(Sept. 3) -- Panicked depositors deluged Kabul Bank branches this week in Afghanistan, withdrawing nearly $200 million and fueling fears that the country's largest private bank may collapse.
"If this goes on, we won't survive," said Khalilullah Frozi, one of the financial institution's largest shareholders, according to The New York Times. "If people lose trust in the banks, there will be a revolution in the financial system."
Afghanistan's banks are closed today in observance of the Muslim sabbath.
President Hamid Karzai has pleaded for calm. "The Kabul Bank is safe," he said Thursday at a news conference with visiting U.S. Defense Secretary Robert Gates, The Washington Post reported. "People need not panic, need not be worried."
Gates told reporters that depositors were able to access their funds. "As I understand it, the bank is open. Last time I checked, it was providing money to the depositors that wanted it. The government, the central bank, has provided additional cash to them," Reuters quoted him as saying.
But Haji Tamim Sohraby, a construction company owner who went to Kabul Bank's glass-walled headquarters in the Shahr-e-Nau district, told Bloomberg News Thursday he could withdraw only a small portion of his money. "I have $15,000 deposited, and now they are telling me they are out of money, and I was able to take only $1,000."
Despite his brother's promise that Kabul Bank is safe, Mahmoud Karzai, its third-largest shareholder, urged the U.S. to help and said the lender could keep pace with withdrawals for only a few more days, according to The Wall Street Journal.
"America could support Kabul Bank to the last penny. Of course that would help," the brother of President Karzai told the Journal. "The full faith and credit of the U.S. government behind Kabul Bank -- what more do you want?"
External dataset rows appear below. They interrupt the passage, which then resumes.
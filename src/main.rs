use std::path::PathBuf;

use anyhow::Context;
use clap::Parser;

use vnf_cg_scheduler::logger;
use vnf_cg_scheduler::report::{append_result, write_batch_table};
use vnf_cg_scheduler::schedule_from_files;

/// Schedules service function chains onto a VNF substrate by column generation.
#[derive(Parser, Debug)]
#[command(version, about)]
struct Args {
    /// JSON file with machines, VNFs and links
    #[arg(short, long)]
    network: String,

    /// JSON file with the service set
    #[arg(short, long)]
    services: String,

    /// JSON run configuration, defaults are used if omitted
    #[arg(short, long)]
    config: Option<String>,

    /// Result table the run is appended to
    #[arg(short, long, default_value = "results.csv")]
    report: PathBuf,

    /// Optional per-batch table
    #[arg(short, long)]
    batch_report: Option<PathBuf>,
}

fn main() -> anyhow::Result<()> {
    let args = Args::parse();
    logger::init();

    let output = schedule_from_files(&args.network, &args.services, args.config.as_deref())
        .with_context(|| format!("scheduling '{}' on '{}' failed", args.services, args.network))?;

    append_result(&args.report, &output.result).with_context(|| format!("writing '{}' failed", args.report.display()))?;
    if let Some(path) = &args.batch_report {
        write_batch_table(path, &output.summary.batches).with_context(|| format!("writing '{}' failed", path.display()))?;
    }

    for service in output.services.iter().filter(|s| s.is_admitted()) {
        log::debug!("Service {} completes at slot {:?}", service.id, service.completion_time);
    }
    log::info!("{} of {} services admitted", output.result.admitted, output.result.service_count);
    Ok(())
}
But the U.S. has no plans to bail out the beleaguered bank. "While we are providing technical assistance to the Afghan government, we are taking no steps to bail out Kabul Bank," said White House spokesman Robert Gibbs, the Journal reported.
Worried Afghans began lining up earlier this week after news reports said Kabul Bank, which handles salary payments for soldiers, police and teachers, had been seized by Afghanistan's central bank. The central bank removed the institution's top two executives and installed a central bank official as chief executive.
Depositors withdrew $85 million Wednesday and $109 million Thursday, leaving Kabul Bank with about $300 million in liquid cash, said the bank's ousted chairman, Sherkhan Farnood, in a Washington Post interview.
Earlier this year, the newspaper reported that bank officials had been handling multimillion-dollar loans for the purchase of luxury villas in Dubai by members of President Karzai's family, his government and his supporters.
Gen. David Petraeus, commander of U.S. and NATO forces in Afghanistan, said the central bank's governor and finance minister had "taken a very prudent course of action that should reassure investors."